The third and fourth questions may be. considered together. The trustee and the Assets Realization Company offered no evidence, and it might be sufficient to close the discussion at this point, and to decide, without more, that the prima facies of the bank’s claim must prevail. But, although the Reichardt claim was not formally offered in evidence, I think it would be taking a narrow view to hold that the referee was obliged to shut his eyes altogether to that account, especially in contemplation of the fact that the bank’s claim itself calls attention to this matter and to the payment of dividends upon the duplicate account. What effect, then, if any should be given to the Reichardt claim in the present inquiry? In my opinion the an*539swer should be that no effect is to be given it in the pending proceeding. Perhaps the referee might have been justified in .permitting the existence of this claim to have some influence upon his decision whether or not he would continue the consideration of the bank’s claim upon his own motion; but I need not decide the point, since the consideration was not thus continued. The bank’s claim is now before the court upon the objections of the trustee and of another creditor, and upon these objections alone; and the exact question is whether in such a situation the previously allowed claim of the other creditor is competent evidence to support the objections. In my opinion it is not competent. The claim is a mere ex parte affidavit, and, while the bankruptcy act gives it a certain degree of probative force in a particular situation — that is, when the claim itself is objected to — the general rules of evidence exclude it in other controversies.

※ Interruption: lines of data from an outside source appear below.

//! Word-order assembly for context tasks.
//!
//! The learner rebuilds a sentence by picking tokens from a shuffled pool. Only
//! the next expected token is accepted; wrong picks raise a transient flag and
//! cost nothing.

use serde::{Deserialize, Serialize};

use super::SessionRng;
use crate::error::ActionError;

#[derive(Debug, Clone, Copy, PartialEq, Eq, Serialize, Deserialize)]
#[serde(tag = "result", rename_all = "snake_case")]
pub enum PickOutcome {
    Placed { remaining: usize },
    Completed,
    Misplaced { index: usize },
}

#[derive(Debug, Clone)]
pub struct WordOrderBoard {
    expected: Vec<String>,
    pool: Vec<String>,
    picked: Vec<String>,
    wrong_flag: Option<usize>,
}

impl WordOrderBoard {
    pub fn new(tokens: Vec<String>, rng: &mut SessionRng) -> Self {
        let mut pool = tokens.clone();
        rng.shuffle(&mut pool);
        Self {
            expected: tokens,
            pool,
            picked: Vec::new(),
            wrong_flag: None,
        }
    }

    /// Pick the token at `index` of the current pool.
    pub fn pick(&mut self, index: usize) -> Result<PickOutcome, ActionError> {
        if index >= self.pool.len() {
            return Err(ActionError::TokenOutOfRange {
                index,
                len: self.pool.len(),
            });
        }
        self.wrong_flag = None;

        let next = &self.expected[self.picked.len()];
        if self.pool[index] != *next {
            self.wrong_flag = Some(index);
            return Ok(PickOutcome::Misplaced { index });
        }

        let token = self.pool.remove(index);
        self.picked.push(token);
        if self.is_complete() {
            Ok(PickOutcome::Completed)
        } else {
            Ok(PickOutcome::Placed {
                remaining: self.pool.len(),
            })
        }
    }

    pub fn clear_wrong_flag(&mut self) {
        self.wrong_flag = None;
    }

    pub fn is_complete(&self) -> bool {
        self.picked.len() == self.expected.len()
    }

    pub fn pool(&self) -> &[String] {
        &self.pool
    }

    pub fn picked(&self) -> &[String] {
        &self.picked
    }

    pub fn wrong_flag(&self) -> Option<usize> {
        self.wrong_flag
    }
}

#[cfg(test)]
mod tests {
    use super::*;

    fn tokens(s: &str) -> Vec<String> {
        s.split_whitespace().map(str::to_string).collect()
    }

    fn solve(board: &mut WordOrderBoard, sentence: &str) -> Vec<PickOutcome> {
        let mut steps = Vec::new();
        for word in sentence.split_whitespace() {
            let index = board.pool().iter().position(|t| t == word).unwrap();
            steps.push(board.pick(index).unwrap());
        }
        steps
    }

    #[test]
    fn assembling_in_order_completes() {
        let sentence = "the cat sat on the mat";
        let mut board = WordOrderBoard::new(tokens(sentence), &mut SessionRng::seeded(3));
        let steps = solve(&mut board, sentence);

        assert_eq!(steps.last(), Some(&PickOutcome::Completed));
        assert_eq!(steps[0], PickOutcome::Placed { remaining: 5 });
        assert_eq!(board.picked().join(" "), sentence);
        assert!(board.pool().is_empty());
    }

    #[test]
    fn wrong_pick_flags_without_changing_state() {
        let mut board = WordOrderBoard::new(tokens("a b c"), &mut SessionRng::seeded(1));
        let wrong = board.pool().iter().position(|t| t != "a").unwrap();
        let pool_before = board.pool().to_vec();

        assert_eq!(board.pick(wrong), Ok(PickOutcome::Misplaced { index: wrong }));
        assert_eq!(board.wrong_flag(), Some(wrong));
        assert_eq!(board.pool(), pool_before.as_slice());
        assert!(board.picked().is_empty());

        board.clear_wrong_flag();
        assert_eq!(board.wrong_flag(), None);
    }

    #[test]
    fn next_pick_clears_the_flag() {
        let mut board = WordOrderBoard::new(tokens("a b"), &mut SessionRng::seeded(5));
        let wrong = board.pool().iter().position(|t| t == "b").unwrap();
        board.pick(wrong).unwrap();
        let right = board.pool().iter().position(|t| t == "a").unwrap();
        board.pick(right).unwrap();
        assert_eq!(board.wrong_flag(), None);
    }

    #[test]
    fn duplicate_tokens_are_interchangeable() {
        let mut board = WordOrderBoard::new(tokens("go go go"), &mut SessionRng::seeded(9));
        assert_eq!(board.pick(2), Ok(PickOutcome::Placed { remaining: 2 }));
        assert_eq!(board.pick(0), Ok(PickOutcome::Placed { remaining: 1 }));
        assert_eq!(board.pick(0), Ok(PickOutcome::Completed));
    }

    #[test]
    fn out_of_range_pick_is_rejected() {
        let mut board = WordOrderBoard::new(tokens("one"), &mut SessionRng::seeded(0));
        assert_eq!(
            board.pick(4),
            Err(ActionError::TokenOutOfRange { index: 4, len: 1 })
        );
    }
}
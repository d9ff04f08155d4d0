//! Per-task state machines for the interactive exercise kinds.

pub mod matching;
pub mod translation;
pub mod word_order;

use std::fmt;

use rand::rngs::StdRng;
use rand::seq::SliceRandom;
use rand::{Rng, SeedableRng};

pub use matching::{MatchOption, MatchStep, MatchingBoard, Side};
pub use translation::{TranslationAttempt, TranslationStep};
pub use word_order::{PickOutcome, WordOrderBoard};

/// Source of every random choice a session makes (shuffles, display language).
///
/// Seeded in tests for deterministic sequences; seeded from entropy otherwise.
pub struct SessionRng {
    rng: StdRng,
}

impl SessionRng {
    pub fn seeded(seed: u64) -> Self {
        Self {
            rng: StdRng::seed_from_u64(seed),
        }
    }

    pub fn from_entropy() -> Self {
        Self {
            rng: StdRng::from_entropy(),
        }
    }

    pub fn shuffle<T>(&mut self, items: &mut [T]) {
        items.shuffle(&mut self.rng);
    }

    pub fn coin_flip(&mut self) -> bool {
        self.rng.gen_bool(0.5)
    }
}

impl fmt::Debug for SessionRng {
    fn fmt(&self, f: &mut fmt::Formatter<'_>) -> fmt::Result {
        f.debug_struct("SessionRng").finish_non_exhaustive()
    }
}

It follows, therefore, that the fourth question should be answered in the negative, and that the answer to this question, taken in connection with the foregoing answers to the first and second questions, would ordinarily require a dismissal of the objections and an allowance of the bank’s claim. The trustee’s objection is:

‘That said claim is a duplication of tile claim already filed by Reinhardt Bros. and upon which dividends have been allowed, and also for the reason that said claims do not appear upon the books of the bankrupt company as a creditor.”

The objections of the Assets Realization Company are as follows:

“(1) That said claim is not allowable against this estate in accordance with the bankruptcy laws.
“(2) That the said Sovereign Bank has been guilty of laches in the filing of said claim.
“(3) That said claim is not on its face a valid claim against this estate.
“(4) That to allow said claim would be a fraud upon this exceptant and the other creditors.
‘•(3) That said Sovereign Bank has no provable claim against this estate.
“(6) That the said Sovereign Bank had knowledge of the filing of the claim by Reichardt Bros., and should be estopped at this time from filing any claim against the estate.
“(7) That said Sovereign Bank never had a provable claim against this estate.
“(8) That this exceptant, the Assets Realization Company, was an innocent purchaser for value without notice of any equities in favor of the Sovereign Bank of said claim of Reichardt Bros., and therefore to allow the claim of the Sovereign Bank would be a fraud upon this exceptant.
“(0) That said claim is a duplication of the claim already filed by Reichardt Bros., and upon which dividends have been allowed, and also for the reason that said claim does not appear upon the books of the bankrupt company as a creditor, and ask that formal proof of said claim be made.”

But, as the intention of the parties was merely to raise the legal questions that have now been decided, and not to shut off the objectors from attacking the bank’s claim upon such substantial grounds as may exist, the court hereby directs that the referee’s order be set aside, and that the objectors to the claim be required to offer whatever evidence they may see proper to produce in support of their objections. Such evidence to be completed on or before October 5, 1909.